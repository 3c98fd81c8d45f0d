//! Scientific name normalization
//!
//! Two levels of normalization are used by the names index:
//!
//! - [`normalized_ascii`]: ASCII folding, hybrid sign removal and whitespace
//!   normalization. Used for exact label comparisons.
//! - [`normalize`]: additionally normalizes epithet spelling and grammatical
//!   gender so that common misspellings collide. Used to build [`index_key`],
//!   the lookup key of a candidate pool.

use unicode_normalization::char::is_combining_mark;
use unicode_normalization::UnicodeNormalization;

/// Placeholder for characters that have no ASCII representation
pub const NON_ASCII_PLACEHOLDER: char = '*';

const HYBRID_SIGN: char = '×';

/// Epithet endings reduced to `a`, longest first within each family.
const GENDER_ENDINGS: &[&str] = &["ei", "is", "us", "um", "on", "os", "e", "i", "a"];

/// Decomposes and strips diacritics, transliterating common ligatures.
///
/// Characters without an ASCII form are kept as is.
pub fn fold_to_ascii(s: &str) -> String {
    let mut out = String::with_capacity(s.len());
    for c in s.nfd() {
        if is_combining_mark(c) {
            continue;
        }
        match c {
            'æ' => out.push_str("ae"),
            'Æ' => out.push_str("AE"),
            'œ' => out.push_str("oe"),
            'Œ' => out.push_str("OE"),
            'ß' => out.push_str("ss"),
            'þ' => out.push_str("th"),
            'Þ' => out.push_str("TH"),
            'ø' => out.push('o'),
            'Ø' => out.push('O'),
            'đ' | 'ð' => out.push('d'),
            'Đ' | 'Ð' => out.push('D'),
            'ł' => out.push('l'),
            'Ł' => out.push('L'),
            'ı' => out.push('i'),
            c => out.push(c),
        }
    }
    out
}

/// ASCII folded string with hybrid signs removed and whitespace collapsed.
///
/// Case is preserved, comparisons are expected to ignore case.
pub fn normalized_ascii(s: &str) -> String {
    let folded = fold_to_ascii(s);
    folded
        .split_whitespace()
        .map(|w| w.replace(HYBRID_SIGN, ""))
        .filter(|w| !w.is_empty())
        .collect::<Vec<_>>()
        .join(" ")
}

/// [`normalized_ascii`] for optional values, empty for `None`.
pub fn normalized_ascii_opt(s: Option<&str>) -> String {
    s.map(normalized_ascii).unwrap_or_default()
}

/// Collapses runs of dots, spaces and dashes into a single space.
pub fn norm_exact(s: &str) -> String {
    let mut out = String::with_capacity(s.len());
    let mut gap = false;
    for c in s.chars() {
        if c == '.' || c == '-' || c.is_whitespace() {
            gap = true;
        } else {
            if gap && !out.is_empty() {
                out.push(' ');
            }
            gap = false;
            out.push(c);
        }
    }
    out
}

/// Replaces every non ASCII character with the given placeholder.
pub fn replace_non_ascii(s: &str, placeholder: char) -> String {
    s.chars()
        .map(|c| if c.is_ascii() { c } else { placeholder })
        .collect()
}

/// Normalizes a scientific name for fuzzy lookups.
///
/// The first word is only ASCII folded, every following word is treated as an
/// epithet and normalized by [`normalize_epithet`]. Hybrid markers and
/// punctuation are removed.
pub fn normalize(name: &str) -> String {
    let folded = fold_to_ascii(name);
    let cleaned: String = folded
        .chars()
        .map(|c| {
            if c.is_alphanumeric() || c == HYBRID_SIGN || c == '-' {
                c
            } else {
                ' '
            }
        })
        .collect();

    let mut words: Vec<String> = Vec::new();
    for raw in cleaned.split_whitespace() {
        // standalone hybrid marker between name parts
        if !words.is_empty() && (raw == "x" || raw == "X") {
            continue;
        }
        let word = strip_hybrid_marker(raw);
        if word.is_empty() {
            continue;
        }
        if words.is_empty() {
            words.push(word);
        } else {
            words.push(normalize_epithet(&word));
        }
    }
    words.join(" ")
}

/// Removes hybrid signs and a hybrid `x` glued to a capitalized name part.
fn strip_hybrid_marker(word: &str) -> String {
    let word: String = word.chars().filter(|c| *c != HYBRID_SIGN).collect();
    let mut chars = word.chars();
    match (chars.next(), chars.next()) {
        (Some('x' | 'X'), Some(second)) if second.is_uppercase() => word[1..].to_string(),
        _ => word,
    }
}

/// Normalizes spelling variants of a single epithet.
///
/// - `th`, `rh`, `gh` lose their `h`
/// - non initial runs of `i`, `j`, `y` become a single `i`
/// - repeated letters are collapsed
/// - the gender ending is stemmed, see [`stem_epithet`]
pub fn normalize_epithet(epithet: &str) -> String {
    let capitalized = epithet.chars().next().map(char::is_uppercase).unwrap_or(false);
    let lower = epithet.to_lowercase();
    let chars: Vec<char> = lower.chars().collect();

    let mut dehyphed: Vec<char> = Vec::with_capacity(chars.len());
    let mut i = 0;
    while i < chars.len() {
        let c = chars[i];
        dehyphed.push(c);
        if matches!(c, 't' | 'r' | 'g') && chars.get(i + 1) == Some(&'h') {
            i += 1;
        }
        i += 1;
    }

    let mut out: Vec<char> = Vec::with_capacity(dehyphed.len());
    for (idx, c) in dehyphed.into_iter().enumerate() {
        let c = if idx > 0 && matches!(c, 'j' | 'y') { 'i' } else { c };
        if let Some(&prev) = out.last() {
            if prev == c && c.is_alphabetic() {
                continue;
            }
        }
        out.push(c);
    }

    let stemmed = stem_epithet(&out.into_iter().collect::<String>());
    if capitalized {
        let mut cs = stemmed.chars();
        match cs.next() {
            Some(first) => first.to_uppercase().chain(cs).collect(),
            None => stemmed,
        }
    } else {
        stemmed
    }
}

/// Reduces latin gender endings to a common `a` form.
pub fn stem_epithet(epithet: &str) -> String {
    if epithet.is_empty() {
        return String::new();
    }
    if let Some(stem) = epithet.strip_suffix("trix") {
        return format!("{}tor", stem);
    }
    for ending in GENDER_ENDINGS {
        if epithet.len() > ending.len() {
            if let Some(stem) = epithet.strip_suffix(ending) {
                return format!("{}a", stem);
            }
        }
    }
    epithet.to_string()
}

/// Builds the pure ASCII, lower case lookup key of a scientific name.
///
/// All spelling and authorship variants of a name share the same key.
pub fn index_key(scientific_name: &str) -> String {
    replace_non_ascii(&normalize(scientific_name).to_lowercase(), NON_ASCII_PLACEHOLDER)
}

/// True if the string contains at least one ASCII letter or digit.
pub fn has_ascii_alphanumeric(s: &str) -> bool {
    s.chars().any(|c| c.is_ascii_alphanumeric())
}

--

▶ _YOUR GOAL_: Word for word, quote the lines of the material from the first line through the line with "use unicode_normalization::UnicodeNormalization;", both ends included.

▶ _WRITTEN RESPONSE_:
repository 3c98fd81c8d45f0d
//! Scientific name normalization
//!
//! Two levels of normalization are used by the names index:
//!
//! - [`normalized_ascii`]: ASCII folding, hybrid sign removal and whitespace
//!   normalization. Used for exact label comparisons.
//! - [`normalize`]: additionally normalizes epithet spelling and grammatical
//!   gender so that common misspellings collide. Used to build [`index_key`],
//!   the lookup key of a candidate pool.

use unicode_normalization::char::is_combining_mark;
use unicode_normalization::UnicodeNormalization;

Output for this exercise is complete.